Alaska's North Slope wells are subject to a variety of mechanisms that cause corrosive damage to outer casing strings. These include: (1) near-surface casing damage resulting from the ingress of oxygenated (surface) water; (2) corrosive power fluids pumped down the inner annulus of venturi pump wells; and (3) exposure to formation salt water in intervals of poor cement quality. The importance of maintaining casing integrity for safety and environmental reasons, combined with the high cost of pulling tubing strings on the North Slope create a need for an economical means of evaluating outer casing string integrity with the tubing in place.
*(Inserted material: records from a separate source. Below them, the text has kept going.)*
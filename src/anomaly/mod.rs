//! Anomaly Evaluator - statistical and rule-based checks per cycle
//!
//! Each check independently contributes a reason, a type tag and a severity.
//! The record's score is the maximum severity, so one severe finding is never
//! diluted by several mild ones. Evaluation is stateless across cycles: it
//! reads only the window it is handed.
//!
//! | Check | Trigger | Score |
//! |---|---|---|
//! | Statistical outlier | leave-one-out z-score of increments > threshold | `min(z / 2·thr, 1)` |
//! | Sudden change | consecutive increment changes by > ratio | 0.6 |
//! | Stoppage | gap without production >= stoppage secs | 0.8 |
//! | High error rate | rejects / produced > max rate | 0.9 |
//! | Low speed | 0 < average speed < floor | 0.7 |
//! | Calibration drift | waste clamped at a stage boundary | 0.4 |

use statrs::statistics::{Data, Distribution};
use tracing::debug;

use crate::analytics::kpi::{error_rate, speed_profile};
use crate::analytics::window::{increments, produced, seconds_between};
use crate::config::AnomalyConfig;
use crate::reconciler::RecentWindow;
use crate::types::{AnomalyRecord, AnomalyType, LineMetrics, WasteMetrics};

#[derive(Debug, Clone, Default)]
pub struct AnomalyEvaluator {
    config: AnomalyConfig,
}

/// Accumulates triggered checks into one record.
struct Findings(AnomalyRecord);

impl Findings {
    fn new() -> Self {
        Self(AnomalyRecord::clear())
    }

    fn flag(&mut self, kind: AnomalyType, score: f64, reason: String) {
        self.0.is_anomaly = true;
        self.0.score = self.0.score.max(score.clamp(0.0, 1.0));
        self.0.reasons.push(reason);
        self.0.types.insert(kind);
    }

    fn finish(self) -> AnomalyRecord {
        self.0
    }
}

impl AnomalyEvaluator {
    pub fn new(config: AnomalyConfig) -> Self {
        Self { config }
    }

    /// Evaluate one device window, optionally together with its line rollup.
    pub fn evaluate(&self, window: &RecentWindow, line: Option<&LineMetrics>) -> AnomalyRecord {
        let mut findings = Findings::new();
        self.check_outliers(window, &mut findings);
        self.check_sudden_change(window, &mut findings);
        self.check_stoppage(window, &mut findings);
        self.check_quality(window, &mut findings);

        let record = findings.finish();
        match line {
            Some(l) => record.merge(self.evaluate_line(l)),
            None => record,
        }
    }

    /// Line-level checks: whole-line stoppage and low mean speed.
    pub fn evaluate_line(&self, line: &LineMetrics) -> AnomalyRecord {
        let mut findings = Findings::new();
        if line.total_devices > 0 && line.running_devices == 0 {
            findings.flag(
                AnomalyType::Stoppage,
                self.config.scores.stoppage,
                format!("All {} devices on line {} are stopped", line.total_devices, line.line),
            );
        }
        let per_hour = line.mean_speed_per_minute * 60.0;
        if per_hour > 0.0 && per_hour < self.config.min_speed_per_hour {
            findings.flag(
                AnomalyType::LowSpeed,
                self.config.scores.low_speed,
                format!(
                    "Low line speed: {per_hour:.1} units/hour (minimum {:.1})",
                    self.config.min_speed_per_hour
                ),
            );
        }
        findings.finish()
    }

    /// Clamped waste boundaries point at miscalibrated counters.
    pub fn evaluate_waste(&self, waste: &WasteMetrics) -> AnomalyRecord {
        let mut findings = Findings::new();
        for event in &waste.clamp_events {
            findings.flag(
                AnomalyType::CalibrationDrift,
                self.config.scores.calibration_drift,
                format!(
                    "Downstream {} counted {} more than upstream {} on line {}",
                    event.to_stage, event.excess, event.from_stage, waste.line
                ),
            );
        }
        findings.finish()
    }

    /// Leave-one-out z-score of production increments.
    ///
    /// Each increment is compared with the mean and deviation of the others,
    /// with a deviation floor so a perfectly steady window still has a scale.
    fn check_outliers(&self, window: &RecentWindow, findings: &mut Findings) {
        let cfg = &self.config;
        if window.len() < cfg.min_samples {
            return;
        }
        #[allow(clippy::cast_precision_loss)]
        let values: Vec<f64> = increments(window).into_iter().map(|v| v as f64).collect();
        if values.len() < 3 {
            return;
        }

        let mut outliers = 0usize;
        let mut max_z = 0.0f64;
        for (i, value) in values.iter().enumerate() {
            let others: Vec<f64> = values
                .iter()
                .enumerate()
                .filter_map(|(j, v)| (j != i).then_some(*v))
                .collect();
            let data = Data::new(others);
            let mean = data.mean().unwrap_or(0.0);
            let std = data.std_dev().filter(|s| s.is_finite()).unwrap_or(0.0);
            let floor = (mean.abs() * cfg.std_floor_ratio).max(cfg.std_floor_abs);
            let z = (value - mean).abs() / std.max(floor);
            if z > cfg.z_threshold {
                outliers += 1;
                max_z = max_z.max(z);
            }
        }

        if outliers > 0 {
            debug!(outliers, max_z, "Statistical deviation in production increments");
            findings.flag(
                AnomalyType::StatisticalOutlier,
                (max_z / (cfg.z_threshold * 2.0)).min(1.0),
                format!(
                    "Statistical deviation: {outliers} increment(s) exceed {:.1} standard deviations (max z {max_z:.1})",
                    cfg.z_threshold
                ),
            );
        }
    }

    fn check_sudden_change(&self, window: &RecentWindow, findings: &mut Findings) {
        let inc = increments(window);
        let changes = inc
            .windows(2)
            .filter(|pair| self.is_sudden(pair[0], pair[1]))
            .count();
        if changes > 0 {
            findings.flag(
                AnomalyType::SuddenChange,
                self.config.scores.sudden_change,
                format!(
                    "Sudden change: {changes} interval(s) changed by more than {:.0}%",
                    self.config.sudden_change_ratio * 100.0
                ),
            );
        }
    }

    #[allow(clippy::cast_precision_loss)]
    fn is_sudden(&self, prev: u64, cur: u64) -> bool {
        prev > 0 && prev.abs_diff(cur) as f64 / prev as f64 > self.config.sudden_change_ratio
    }

    fn check_stoppage(&self, window: &RecentWindow, findings: &mut Findings) {
        let longest = window
            .pairs()
            .filter(|(a, b)| produced(a, b) == 0)
            .map(|(a, b)| seconds_between(a.timestamp, b.timestamp))
            .fold(0.0f64, f64::max);
        if longest >= self.config.stoppage_secs {
            findings.flag(
                AnomalyType::Stoppage,
                self.config.scores.stoppage,
                format!("Production stoppage: {:.1} minutes without output", longest / 60.0),
            );
        }
    }

    fn check_quality(&self, window: &RecentWindow, findings: &mut Findings) {
        let cfg = &self.config;
        if let Some((errors, count, rate)) = error_rate(window) {
            if rate > cfg.max_error_rate {
                findings.flag(
                    AnomalyType::HighErrorRate,
                    cfg.scores.high_error_rate,
                    format!(
                        "High error rate: {:.2}% ({errors} of {count}, maximum {:.2}%)",
                        rate * 100.0,
                        cfg.max_error_rate * 100.0
                    ),
                );
            }
        }

        let (avg, _) = speed_profile(window);
        if avg > 0.0 && avg < cfg.min_speed_per_hour {
            findings.flag(
                AnomalyType::LowSpeed,
                cfg.scores.low_speed,
                format!(
                    "Low production speed: {avg:.1} units/hour (minimum {:.1})",
                    cfg.min_speed_per_hour
                ),
            );
        }
    }
}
The successful use of AC magnetic wave, electromagnetic pipe inspection technology to qualitatively assess outer concentric string casing damage for certain well completions has been well documented for applications on Alaska's North Slope since 2006. Information and conclusions drawn in existing literature are all based on the comparison of tool recordings made in the field to the visual inspection of casings subsequently dug up or removed from the well. While these comparisons illustrate many good correlations between recorded metal loss indications and areas of severe metal loss observed in some completions, there remains a need to better quantify the minimum threshold for the extent of casing damage that can be detected via this method.
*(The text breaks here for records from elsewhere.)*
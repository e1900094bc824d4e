//! Brickline: production counter reconciliation for tile/brick lines
//!
//! Turns cumulative device counters into trustworthy production totals,
//! stage-to-stage waste and live line metrics.
//!
//! ## Architecture
//!
//! - **Acquisition**: log-line parsing, path discovery, tail cursors, reading store
//! - **Reconciler**: reset-aware counter deltas and bounded per-device windows
//! - **Aggregation**: stage totals, waste/percentage view, quota comparison
//! - **Analytics**: speed, trend, uptime, KPIs/OEE, line rollups
//! - **Anomaly**: statistical and rule-based per-cycle checks
//! - **Pipeline**: live/polling scheduler, publisher, metrics sinks

pub mod acquisition;
pub mod aggregation;
pub mod analytics;
pub mod anomaly;
pub mod api;
pub mod config;
pub mod pipeline;
pub mod reconciler;
pub mod report;
pub mod types;

pub use config::EngineConfig;

pub use types::{
    AggregateMetrics, AnomalyRecord, AnomalyType, DeviceMetrics, LineMetrics, Reading, SourceKey, StageTotals, Trend,
    WasteMetrics,
};

pub use reconciler::{CounterReconciler, DeviceRegistry, DeviceState, Reconciliation};

pub use pipeline::{CycleReport, Engine, MetricsPipeline};
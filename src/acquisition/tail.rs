//! Incremental (live) ingestion
//!
//! Each source has a byte-offset cursor. A read seeks to the cursor, consumes
//! every complete line up to EOF and advances the cursor past them; a trailing
//! partial line stays unread until its newline arrives. When a file shrinks
//! below its cursor (truncation or rotation) the cursor resets to zero and the
//! file is read as if newly discovered.

use std::collections::HashMap;
use std::io::{Read, Seek, SeekFrom};
use std::path::{Path, PathBuf};
use std::sync::{Mutex, PoisonError};
use tracing::info;

use super::discovery::SourceFile;
use super::log_parser::{parse_readings, ParseStats};
use super::IngestError;
use crate::types::Reading;

/// Result of one incremental read of a source.
#[derive(Debug, Clone, PartialEq, Eq)]
pub struct Increment {
    /// Complete new lines, newline-terminated
    pub text: String,
    /// Offset to store for the next read
    pub cursor: u64,
    /// The file was smaller than the previous cursor
    pub truncated: bool,
}

/// Read complete lines appended to `path` since `cursor`.
pub fn ingest_incremental(path: &Path, cursor: u64) -> std::io::Result<Increment> {
    let mut file = std::fs::File::open(path)?;
    let len = file.metadata()?.len();

    let (start, truncated) = if len < cursor { (0, true) } else { (cursor, false) };
    if len == start {
        return Ok(Increment {
            text: String::new(),
            cursor: start,
            truncated,
        });
    }

    file.seek(SeekFrom::Start(start))?;
    let mut buf = Vec::with_capacity(usize::try_from(len - start).unwrap_or(0));
    file.read_to_end(&mut buf)?;

    let complete = buf.iter().rposition(|b| *b == b'\n').map_or(0, |i| i + 1);
    buf.truncate(complete);
    let text = String::from_utf8_lossy(&buf).into_owned();

    Ok(Increment {
        text,
        cursor: start + complete as u64,
        truncated,
    })
}

/// Per-source cursors, safe to share between the periodic driver and the
/// change notifier.
#[derive(Debug, Default)]
pub struct TailReader {
    cursors: Mutex<HashMap<PathBuf, u64>>,
}

impl TailReader {
    pub fn new() -> Self {
        Self::default()
    }

    /// New readings of `source` since its last read.
    ///
    /// The cursor lock is held across the read, so two concurrent calls for
    /// the same source cannot both consume the same bytes.
    pub fn read_new(&self, source: &SourceFile) -> Result<(Vec<Reading>, ParseStats), IngestError> {
        let mut cursors = self.cursors.lock().unwrap_or_else(PoisonError::into_inner);
        let cursor = cursors.get(&source.path).copied().unwrap_or(0);

        let inc = ingest_incremental(&source.path, cursor).map_err(|e| IngestError::Read {
            path: source.path.clone(),
            source: e,
        })?;
        if inc.truncated {
            info!(source = %source.key, previous = cursor, "Source shrank, re-reading from start");
        }
        cursors.insert(source.path.clone(), inc.cursor);
        drop(cursors);

        Ok(parse_readings(&inc.text, &source.key.device_id, &source.key.position))
    }

    /// Current cursor of a source (0 when never read).
    pub fn cursor(&self, path: &Path) -> u64 {
        self.cursors
            .lock()
            .unwrap_or_else(PoisonError::into_inner)
            .get(path)
            .copied()
            .unwrap_or(0)
    }

    /// Forget every cursor (production date rollover).
    pub fn reset(&self) {
        self.cursors.lock().unwrap_or_else(PoisonError::into_inner).clear();
    }

    pub fn tracked(&self) -> usize {
        self.cursors.lock().unwrap_or_else(PoisonError::into_inner).len()
    }
}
This paper presents the results of surface tests conducted on dual concentric string pipe configurations with an array of engineered metal loss features designed to test the tool's response to total volumetric metal loss and the spatial configuration of damage to the outer string. The tool's response to deep pitting on the external surface of the inner concentric string is tested as well. Conclusions are drawn in respect to the approximate size and shape of defects that can be expected to be detected for the concentric pipe configurations tested. The application of this knowledge to data recorded in the field will add greatly to the confidence of risk assessments made with this technology in well work decision processes.